Former Australian Defence Force soldier refused bail after extradition to the ACT

A former soldier extradited to the ACT on charges of harassing and threatening a female psychologist who found him unfit for service has been refused bail.

Kingsley John Kraschnefski, 46, appeared before the ACT Magistrates Court on Friday facing 29 charges relating to harassing and threatening phone calls and text messages.

Kraschnefski represented himself in the bail application, telling the court he was a trained sniper but "while I have the capability, I don't have the intent" to harm the woman.

He said he lived on a station 40 kilometres outside of Coonamble, NSW, but a police informant gave evidence that Kraschnefski was no longer welcome at that address.

The court heard he was receiving treatment for post-traumatic stress.

He did not enter pleas but indicated he would fight the charges, telling the court he wanted to go home, collect evidence and prepare his case.


Documents before the court said Kraschnefski blamed the woman for "destroying his career, family and life" after she declared him unfit for service following consultations in 2000.

Kraschnefski phoned the woman in early December 2014, prompting her to take out a personal protection order barring Kraschnefski from contacting her again, the documents said.

The order was served on Kraschnefski on December 23.

It's alleged he contravened it hours later by bombarding the woman with threatening voicemail messages, saying he had firearms buried in the bush and promising he had not forgotten "the vow" he'd made to her.

"Wherever you hang your shingle, I will get you. I'll go to jail for it, I don't care," he allegedly said.
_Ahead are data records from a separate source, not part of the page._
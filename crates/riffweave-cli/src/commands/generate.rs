//! Generate command implementation
//!
//! Runs one or more generation calls in a single session, so the key
//! cycler and the mode schedulers advance from call to call.

use anyhow::{Context, Result};
use colored::Colorize;
use riffweave_catalog::CatalogSet;
use riffweave_engine::{GenerateError, GeneratedPhrase, GenerationConfig, Session};
use std::path::Path;
use std::process::ExitCode;
use std::time::Instant;

use super::json_output::{error_codes, GenerateOutput, JsonError, PhraseRecord};

/// Inputs for one `generate` invocation.
#[derive(Debug, Clone, Default)]
pub struct GenerateOptions<'a> {
    /// Path to the catalog JSON file
    pub catalogs: &'a str,
    /// Archetype identifier
    pub archetype: &'a str,
    /// Key name; drawn from the session's key cycler when absent
    pub key: Option<&'a str>,
    /// Number of phrases to generate
    pub count: usize,
    /// Overrides the config file's seed
    pub seed: Option<u64>,
    /// Overrides the config file's attempt budget
    pub max_attempts: Option<u32>,
    /// Optional generation config file (JSON)
    pub config: Option<&'a str>,
}

/// Reads the config file, if any, and applies flag overrides.
pub fn load_config(
    path: Option<&str>,
    seed: Option<u64>,
    max_attempts: Option<u32>,
) -> Result<GenerationConfig> {
    let mut config = match path {
        Some(path) => {
            let json = std::fs::read_to_string(path)
                .with_context(|| format!("Failed to read config file: {}", path))?;
            GenerationConfig::from_json(&json)
                .with_context(|| format!("Invalid config file: {}", path))?
        }
        None => GenerationConfig::default(),
    };

    if let Some(seed) = seed {
        config.seed = seed;
    }
    if let Some(max_attempts) = max_attempts {
        config.max_attempts = max_attempts;
    }
    Ok(config)
}

/// Generates up to `count` phrases, stopping at the first failure.
pub fn generate_batch(
    session: &mut Session,
    archetype: &str,
    key: Option<&str>,
    count: usize,
) -> (Vec<GeneratedPhrase>, Option<GenerateError>) {
    let mut phrases = Vec::with_capacity(count);
    for _ in 0..count {
        match session.generate_named(archetype, key) {
            Ok(phrase) => phrases.push(phrase),
            Err(e) => return (phrases, Some(e)),
        }
    }
    (phrases, None)
}

/// Run the generate command
///
/// # Arguments
/// * `options` - Catalogs, archetype, key, count and config overrides
/// * `json_output` - Whether to output machine-readable JSON
///
/// # Returns
/// Exit code: 0 if every phrase was generated, 1 otherwise
pub fn run(options: &GenerateOptions<'_>, json_output: bool) -> Result<ExitCode> {
    if json_output {
        run_json(options)
    } else {
        run_human(options)
    }
}

fn run_human(options: &GenerateOptions<'_>) -> Result<ExitCode> {
    let start = Instant::now();

    println!("{} {}", "Generating:".cyan().bold(), options.archetype);

    let config = load_config(options.config, options.seed, options.max_attempts)?;
    let catalogs = CatalogSet::load(Path::new(options.catalogs))
        .with_context(|| format!("Failed to load catalogs: {}", options.catalogs))?;

    println!(
        "{} {} ({})",
        "Catalogs:".dimmed(),
        options.catalogs,
        catalogs.content_hash()
    );
    println!("{} {}", "Seed:".dimmed(), config.seed);
    println!();

    let mut session = Session::new(catalogs, config);
    let (phrases, error) =
        generate_batch(&mut session, options.archetype, options.key, options.count);

    for (index, phrase) in phrases.iter().enumerate() {
        let form = phrase
            .form
            .map(|f| format!(", {} form", f.name()))
            .unwrap_or_default();
        println!(
            "  {} {} in {} ({} notes, {} attempt{}{})",
            format!("{:>3}.", index + 1).dimmed(),
            phrase.archetype.to_string().bold(),
            phrase.key.to_string().bold(),
            phrase.len(),
            phrase.attempts,
            if phrase.attempts == 1 { "" } else { "s" },
            form
        );
        println!("       {}", phrase.names().join(" "));
    }

    let elapsed = start.elapsed();
    println!();
    match error {
        None => {
            println!(
                "{} {} phrase{} in {:?}",
                "SUCCESS".green().bold(),
                phrases.len(),
                if phrases.len() == 1 { "" } else { "s" },
                elapsed
            );
            Ok(ExitCode::SUCCESS)
        }
        Some(e) => Err(e).with_context(|| {
            format!(
                "generated {} of {} phrases",
                phrases.len(),
                options.count
            )
        }),
    }
}

fn run_json(options: &GenerateOptions<'_>) -> Result<ExitCode> {
    let output = build_json_output(options);
    println!("{}", serde_json::to_string_pretty(&output)?);
    Ok(if output.success {
        ExitCode::SUCCESS
    } else {
        ExitCode::from(1)
    })
}

fn build_json_output(options: &GenerateOptions<'_>) -> GenerateOutput {
    let failed = |seed: u64, error: JsonError| GenerateOutput {
        success: false,
        catalog_hash: None,
        seed,
        phrases: Vec::new(),
        error: Some(error),
    };

    let config = match load_config(options.config, options.seed, options.max_attempts) {
        Ok(config) => config,
        Err(e) => {
            let code = if e.root_cause().is::<std::io::Error>() {
                error_codes::CONFIG_READ
            } else {
                error_codes::CONFIG_PARSE
            };
            return failed(
                options.seed.unwrap_or_default(),
                JsonError::new(code, format!("{:#}", e)),
            );
        }
    };
    let catalogs = match CatalogSet::load(Path::new(options.catalogs)) {
        Ok(catalogs) => catalogs,
        Err(e) => return failed(config.seed, JsonError::from_coded(&e)),
    };

    let catalog_hash = catalogs.content_hash();
    let seed = config.seed;
    let mut session = Session::new(catalogs, config);
    let (phrases, error) =
        generate_batch(&mut session, options.archetype, options.key, options.count);

    GenerateOutput {
        success: error.is_none(),
        catalog_hash: Some(catalog_hash),
        seed,
        phrases: phrases.iter().map(PhraseRecord::from).collect(),
        error: error.as_ref().map(JsonError::from_coded),
    }
}

#[cfg(test)]
mod tests {
    use super::*;
    use pretty_assertions::assert_eq;
    use std::fs;
    use tempfile::TempDir;

    const CATALOGS: &str = r#"{
        "sus4": [
            ["C3", "D3", "F3", "G3", "C3"],
            ["C3", "Bb2", "G2", "F2", "C3"],
            ["C3", "E3", "G3", "E3", "C3"]
        ]
    }"#;

    fn write(dir: &TempDir, name: &str, contents: &str) -> String {
        let path = dir.path().join(name);
        fs::write(&path, contents).unwrap();
        path.to_string_lossy().into_owned()
    }

    #[test]
    fn test_flags_override_config_file() {
        let dir = TempDir::new().unwrap();
        let path = write(&dir, "config.json", r#"{"seed": 5, "max_attempts": 7}"#);

        let config = load_config(Some(&path), None, None).unwrap();
        assert_eq!((config.seed, config.max_attempts), (5, 7));

        let config = load_config(Some(&path), Some(9), Some(3)).unwrap();
        assert_eq!((config.seed, config.max_attempts), (9, 3));
    }

    #[test]
    fn test_config_errors() {
        let dir = TempDir::new().unwrap();
        let bad = write(&dir, "bad.json", r#"{"attempts": 5}"#);

        assert!(load_config(Some(&bad), None, None).is_err());
        assert!(load_config(Some("/nonexistent/config.json"), None, None).is_err());
    }

    #[test]
    fn test_json_output_reports_every_phrase() {
        let dir = TempDir::new().unwrap();
        let catalogs = write(&dir, "catalogs.json", CATALOGS);
        let options = GenerateOptions {
            catalogs: &catalogs,
            archetype: "7sus4",
            key: Some("G"),
            count: 3,
            seed: Some(11),
            ..GenerateOptions::default()
        };

        let output = build_json_output(&options);
        assert!(output.success, "{:?}", output.error);
        assert_eq!(output.seed, 11);
        assert_eq!(output.phrases.len(), 3);
        assert!(output.catalog_hash.is_some());
        for phrase in &output.phrases {
            assert_eq!(phrase.archetype, "7sus4");
            assert_eq!(phrase.key, "G");
            assert_eq!(phrase.length, 9);
            assert_eq!(phrase.names.len(), 9);
            assert_eq!(phrase.pitches[4] % 12, 7);
        }
    }

    #[test]
    fn test_json_output_carries_error_codes() {
        let dir = TempDir::new().unwrap();
        let catalogs = write(&dir, "catalogs.json", CATALOGS);

        let output = build_json_output(&GenerateOptions {
            catalogs: &catalogs,
            archetype: "major",
            count: 1,
            ..GenerateOptions::default()
        });
        assert!(!output.success);
        assert_eq!(output.error.unwrap().code, "CATALOG_005");

        let output = build_json_output(&GenerateOptions {
            catalogs: &catalogs,
            archetype: "lydian",
            count: 1,
            ..GenerateOptions::default()
        });
        assert_eq!(output.error.unwrap().code, "PHRASE_001");

        let output = build_json_output(&GenerateOptions {
            catalogs: "/nonexistent/catalogs.json",
            archetype: "7sus4",
            count: 1,
            ..GenerateOptions::default()
        });
        assert_eq!(output.error.unwrap().code, "CATALOG_006");
        assert_eq!(output.catalog_hash, None);
    }

    #[test]
    fn test_demo_catalogs_generate_in_every_key() {
        let path = Path::new(env!("CARGO_MANIFEST_DIR")).join("../../demos/catalogs.json");
        let catalogs = CatalogSet::load(&path).unwrap();
        let keys = [
            "C", "G", "D", "A", "E", "B", "F#", "Db", "Ab", "Eb", "Bb", "F",
        ];

        for archetype in ["turnaround", "short_iv_iv"] {
            let mut session = Session::new(catalogs.clone(), GenerationConfig::default());
            for key in keys {
                let (phrases, error) = generate_batch(&mut session, archetype, Some(key), 1);
                assert!(error.is_none(), "{archetype} in {key}: {error:?}");
                assert_eq!(phrases[0].len(), if archetype == "turnaround" { 17 } else { 9 });
            }
        }
    }

    #[test]
    fn test_batch_stops_at_first_error() {
        let catalogs = CatalogSet::from_json(CATALOGS).unwrap();
        let mut session = Session::new(catalogs, GenerationConfig::default());

        let (phrases, error) = generate_batch(&mut session, "7sus4", Some("H"), 4);
        assert!(phrases.is_empty());
        assert!(matches!(error, Some(GenerateError::UnknownKey(_))));

        let (phrases, error) = generate_batch(&mut session, "7sus4", None, 4);
        assert_eq!(phrases.len(), 4);
        assert!(error.is_none());
    }
}
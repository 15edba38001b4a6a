//! The full set of catalogs, keyed by role, and its JSON file format.
//!
//! A catalog file is a JSON object mapping role names to arrays of cells,
//! each cell an array of note names:
//!
//! ```json
//! {
//!   "sus4": [["C4", "D4", "F4", "G4", "A4"], ["A4", "G4", "F4", "D4", "C4"]],
//!   "major_resolution": [["D4", "E4", "G4", "B4", "C5"]]
//! }
//! ```
//!
//! Sibling roles that the file omits are derived from their base role by
//! [`CatalogSet::derive_missing_siblings`].

use std::collections::BTreeMap;
use std::path::Path;

use riffweave_theory::parse_note_name;

use crate::cell::{Catalog, Cell};
use crate::error::CatalogError;
use crate::role::CellRole;

/// Raw file shape: role name to list of cells of note names.
type RawCatalogFile = BTreeMap<String, Vec<Vec<String>>>;

/// Every loaded catalog, keyed by role.
#[derive(Debug, Clone, Default, PartialEq, Eq)]
pub struct CatalogSet {
    catalogs: BTreeMap<CellRole, Catalog>,
}

impl CatalogSet {
    pub fn new() -> Self {
        Self::default()
    }

    /// Adds or replaces the catalog for its role.
    pub fn insert(&mut self, catalog: Catalog) {
        self.catalogs.insert(catalog.role, catalog);
    }

    /// Looks up the catalog for `role`.
    pub fn get(&self, role: CellRole) -> Result<&Catalog, CatalogError> {
        self.catalogs
            .get(&role)
            .ok_or(CatalogError::MissingRole(role))
    }

    pub fn contains(&self, role: CellRole) -> bool {
        self.catalogs.contains_key(&role)
    }

    /// Roles present in the set, in role order.
    pub fn roles(&self) -> impl Iterator<Item = CellRole> + '_ {
        self.catalogs.keys().copied()
    }

    /// Total number of cells across all catalogs.
    pub fn cell_count(&self) -> usize {
        self.catalogs.values().map(Catalog::len).sum()
    }

    /// Parses a catalog file's contents.
    ///
    /// Only the roles present in the file are loaded; call
    /// [`derive_missing_siblings`](Self::derive_missing_siblings) to fill in
    /// transposed siblings.
    pub fn from_json(json: &str) -> Result<Self, CatalogError> {
        let raw: RawCatalogFile = serde_json::from_str(json)?;
        let mut set = CatalogSet::new();

        for (role_name, raw_cells) in raw {
            let role: CellRole = role_name.parse()?;
            let mut cells = Vec::with_capacity(raw_cells.len());

            for (index, raw_cell) in raw_cells.iter().enumerate() {
                let mut notes = Vec::with_capacity(raw_cell.len());
                for name in raw_cell {
                    let note = parse_note_name(name).ok_or_else(|| CatalogError::InvalidNote {
                        role,
                        cell: index,
                        note: name.clone(),
                    })?;
                    notes.push(note);
                }
                let cell =
                    Cell::new(notes).ok_or(CatalogError::EmptyCell { role, cell: index })?;
                cells.push(cell);
            }

            set.insert(Catalog::new(role, cells));
        }

        Ok(set)
    }

    /// Reads and parses a catalog file, then derives missing siblings.
    pub fn load(path: &Path) -> Result<Self, CatalogError> {
        let json = std::fs::read_to_string(path).map_err(|source| CatalogError::Io {
            path: path.to_path_buf(),
            source,
        })?;
        let mut set = Self::from_json(&json)?;
        set.derive_missing_siblings();
        Ok(set)
    }

    /// Derives every absent sibling role whose base role is present.
    ///
    /// Authored siblings are never overwritten. Returns the derived roles.
    pub fn derive_missing_siblings(&mut self) -> Vec<CellRole> {
        let mut derived = Vec::new();
        for role in CellRole::ALL {
            if self.catalogs.contains_key(&role) {
                continue;
            }
            let Some((base, semitones)) = role.derivation() else {
                continue;
            };
            let Some(source) = self.catalogs.get(&base) else {
                continue;
            };
            let sibling = source.transposed(role, semitones);
            self.catalogs.insert(role, sibling);
            derived.push(role);
        }
        derived
    }

    /// BLAKE3 hash of the set's canonical content, as lowercase hex.
    ///
    /// The canonical form lists roles in role order and notes by sharp name,
    /// so enharmonic spellings in the source file hash identically.
    pub fn content_hash(&self) -> String {
        let mut hasher = blake3::Hasher::new();
        for (role, catalog) in &self.catalogs {
            hasher.update(role.name().as_bytes());
            hasher.update(b"\n");
            for cell in &catalog.cells {
                for note in cell.notes() {
                    hasher.update(note.to_string().as_bytes());
                    hasher.update(b" ");
                }
                hasher.update(b"\n");
            }
        }
        hasher.finalize().to_hex().to_string()
    }
}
Police allege Kraschnefski contacted the woman at least 33 times in the next two months via text message and phone calls, often leaving abusive voice messages.

In one incident he allegedly wrote "we should stuff you in a large jar of metho", while on another occasion a text message read, "I wish you death upon death".

The woman reported the matter to police, who tracked Kraschnefski to a house in Berowra.

However, police subsequently lost track of Kraschnefski's whereabouts, and it wasn't until February 2 that officers discovered he was living in Wollongong.

In Wollongong Local Court on Thursday, Magistrate Michael Stoddart granted AFP officers permission to extradite Kraschnefski to Canberra to face the allegations.

Magistrate Bernadette Boss remanded Kraschnefski in custody, taking into consideration the ongoing concern felt by the victim and the likelihood of him committing further offences.

The matter will return to court later this month.